PRAISE FOR EARTHLING

“More than any poet of his generation, Longenbach adventures a cleanly and generous ambition for the art, constantly mindful of his subject as Matter beyond occasion—Matter to be reverenced and thereby understood. In Earthling, he touches upon glory. His ‘Allegory’ is the finest instance of transcendence in American writing since Ammons’s ‘Easter Morning.’ Every page of this collection merits permanence, a pleasure truly modern now.”

DONALD REVELL

“Earthling stuns me with its clarities, it fascinates me to no end. Is it Longenbach’s passionate precision? Is it his absolute unmixed attentiveness that’s akin to prayer? To my mind, Earthling is far more than just another brilliant, elegant book of verse: this is elegance at the edge of the abyss. This is a human voice that has come to the middle of life’s desert to find that “In the middle of the desert / you might be anyone.” Longenbach finds here the crystalline, transformative, pure pitch of a lyric poet: his voice in this book becomes any earthling’s voice. How does he do it? How does he give clarity to the human in us? In another century people used to call this effect visionary work: the poetry of a true mystic.”

ILYA KAMINSKY

“James Longenbach knows as much about how poems work as anyone in the world, but he hides this knowledge behind poems that feel so real and artless they hardly seem composed at all. The poems in Earthling are mythological in their simplicity, and their myth is the inevitable one of an isolated consciousness inhabiting places that might or might not be actual, ‘Moments when the artist in each of use created / The material world by finding the unfamiliar in the familiar.’”

JOHN KOETHE

"Earthling... opens with several delightful poems that combine plain-spoken language and imaginative vistas as the speaker begins to explore what it means to live on Earth at this time.
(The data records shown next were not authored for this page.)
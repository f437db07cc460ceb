// build.rs
//
// Windows only: compiles the SpoutDX C-ABI bridge (native/spout_bridge.cpp) together with the
// Spout SDK sources it needs into a static lib, links the D3D11 system libraries, and sets
// `cfg(has_spout)` so `output::spout` uses the real sender.
//
// The Spout SDK is not vendored. Point SPOUT_SDK_DIR at a checkout of
// https://github.com/leadedge/Spout2 (the directory containing SPOUTSDK/). Without it the crate
// still builds; the sender channel just fails to open at runtime and the plugin stays inert.

use std::env;
use std::path::{Path, PathBuf};

use anyhow::{ensure, Context};

// SpoutDX + the SpoutGL helpers it depends on, relative to SPOUTSDK/.
const SPOUT_SOURCES: &[&str] = &[
    "SpoutDirectX/SpoutDX/SpoutDX.cpp",
    "SpoutGL/SpoutDirectX.cpp",
    "SpoutGL/SpoutSenderNames.cpp",
    "SpoutGL/SpoutSharedMemory.cpp",
    "SpoutGL/SpoutFrameCount.cpp",
    "SpoutGL/SpoutCopy.cpp",
    "SpoutGL/SpoutUtils.cpp",
];

fn main() -> anyhow::Result<()> {
    println!("cargo:rerun-if-changed=native/spout_bridge.cpp");
    println!("cargo:rerun-if-changed=native/spout_bridge.h");
    println!("cargo:rerun-if-env-changed=SPOUT_SDK_DIR");

    if env::var("CARGO_CFG_TARGET_OS").as_deref() != Ok("windows") {
        return Ok(());
    }

    let Ok(sdk_dir) = env::var("SPOUT_SDK_DIR") else {
        println!("cargo:warning=SPOUT_SDK_DIR not set; building without Spout output");
        return Ok(());
    };

    let sdk = PathBuf::from(sdk_dir).join("SPOUTSDK");
    ensure!(
        sdk.is_dir(),
        "SPOUT_SDK_DIR must contain SPOUTSDK/ (looked in {})",
        sdk.display()
    );

    compile_bridge(&sdk).context("compiling the SpoutDX bridge")?;

    println!("cargo:rustc-link-lib=d3d11");
    println!("cargo:rustc-link-lib=dxgi");
    println!("cargo:rustc-link-lib=user32");
    println!("cargo:rustc-link-lib=shlwapi");
    println!("cargo:rustc-link-lib=winmm");
    println!("cargo:rustc-cfg=has_spout");
    Ok(())
}

fn compile_bridge(sdk: &Path) -> anyhow::Result<()> {
    let mut build = cc::Build::new();
    build
        .cpp(true)
        .file("native/spout_bridge.cpp")
        .include("native")
        .include(sdk.join("SpoutDirectX/SpoutDX"))
        .include(sdk.join("SpoutGL"))
        .define("UNICODE", None)
        .define("_UNICODE", None)
        .flag_if_supported("/std:c++17")
        .flag_if_supported("/EHsc")
        .warnings(false);

    for rel in SPOUT_SOURCES {
        let src = sdk.join(rel);
        ensure!(src.is_file(), "missing Spout SDK source {}", src.display());
        println!("cargo:rerun-if-changed={}", src.display());
        build.file(src);
    }

    build.try_compile("spout_bridge")?; // -> spout_bridge.lib
    Ok(())
}
//! Output backends
//!
//! A backend is the thin shim between "GPU texture + dimensions" and a concrete texture-sharing
//! SDK. `SenderChannel` owns exactly one and never lets its errors escape.
//!
//! - **SpoutDX**: Windows shared-handle texture sharing (needs the Spout SDK at build time)
//!
pub mod spout;

use spout_sender_core::host::GpuResource;
use spout_sender_core::PixelFormat;

pub trait TextureSender: Send {
    fn backend_name(&self) -> &'static str;

    /// Register the named channel receivers discover us by.
    fn open(
        &mut self,
        name: &str,
        width: u32,
        height: u32,
        format: PixelFormat,
    ) -> anyhow::Result<()>;

    /// Share one frame. Must not wait on receivers.
    fn publish(
        &mut self,
        resource: GpuResource,
        width: u32,
        height: u32,
        format: PixelFormat,
    ) -> anyhow::Result<()>;

    /// Release everything `open` acquired. Called at most once per successful `open`.
    fn close(&mut self);
}

/// The backend this build shares frames through.
pub fn platform_sender() -> Box<dyn TextureSender> {
    Box::new(spout::SpoutDxSender::default())
}
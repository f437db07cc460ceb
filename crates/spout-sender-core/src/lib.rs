//! Host-facing types for the Spout sender bridge.
//!
//! This crate owns everything that is not the plugin itself: the collaborator contracts the host
//! implements, the typed frame-event boundary, configuration, errors and diagnostic events. It
//! has no GPU or platform code so simulators and tests can depend on it freely.

pub mod bus;
pub mod config;
pub mod error;
pub mod events;
pub mod host;

pub use config::{ConfigMode, ExportConfig, PixelFormat};
pub use error::SenderError;
pub use events::{Diagnostics, DropReason, ExportEvent, ExportStats};
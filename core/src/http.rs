//! HTTP requests and responses as plain data.
//!
//! # Design
//! The request builder produces `HttpRequest` values and the response mapper
//! consumes `HttpResponse` values; neither touches the network. A
//! `Transport` sits between them and is the only piece doing I/O, which keeps
//! request shaping and parsing deterministic and easy to test.

/// HTTP method for a request.
#[derive(Debug, Clone, Copy, PartialEq, Eq)]
pub enum HttpMethod {
    Get,
    Post,
    Delete,
}

impl HttpMethod {
    pub fn as_str(self) -> &'static str {
        match self {
            HttpMethod::Get => "GET",
            HttpMethod::Post => "POST",
            HttpMethod::Delete => "DELETE",
        }
    }
}

/// An HTTP request described as plain data.
///
/// `url` is absolute: base URL, path and encoded query string.
#[derive(Debug, Clone, PartialEq)]
pub struct HttpRequest {
    pub method: HttpMethod,
    pub url: String,
    pub headers: Vec<(String, String)>,
    pub body: Option<String>,
}

impl HttpRequest {
    /// Value of the first header named `name`, compared case-insensitively.
    pub fn header(&self, name: &str) -> Option<&str> {
        self.headers
            .iter()
            .find(|(key, _)| key.eq_ignore_ascii_case(name))
            .map(|(_, value)| value.as_str())
    }
}

/// An HTTP response described as plain data.
#[derive(Debug, Clone, PartialEq)]
pub struct HttpResponse {
    pub status: u16,
    pub body: String,
}

impl HttpResponse {
    pub fn new(status: u16, body: impl Into<String>) -> Self {
        Self {
            status,
            body: body.into(),
        }
    }
}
Whether the subject is a suitcase or a crocodile reflecting on why it likes silence, the writing always captures both a ground-level perspective and a more aerial view. Here Longenbach, who has published four other books of poems and six collections of criticism, reflects on mortality and the lack of control we have over the forces — good and bad — that impact our lives."

"With great clarity, critic and poet Longenbach (The Virtues of Poetry) asks readers of his latest collection to “Imagine you’ve been in love forever, since before you were born.” The speaker in this text inhabits dual planes of metaphor and reality, and travels across great spans of time; he may take the shape of a crocodile one moment, then become a small child hiding underneath a table in the next... Longenbach’s language remains sparse, calm, and graceful even as his poems confront the finiteness of individual human lives."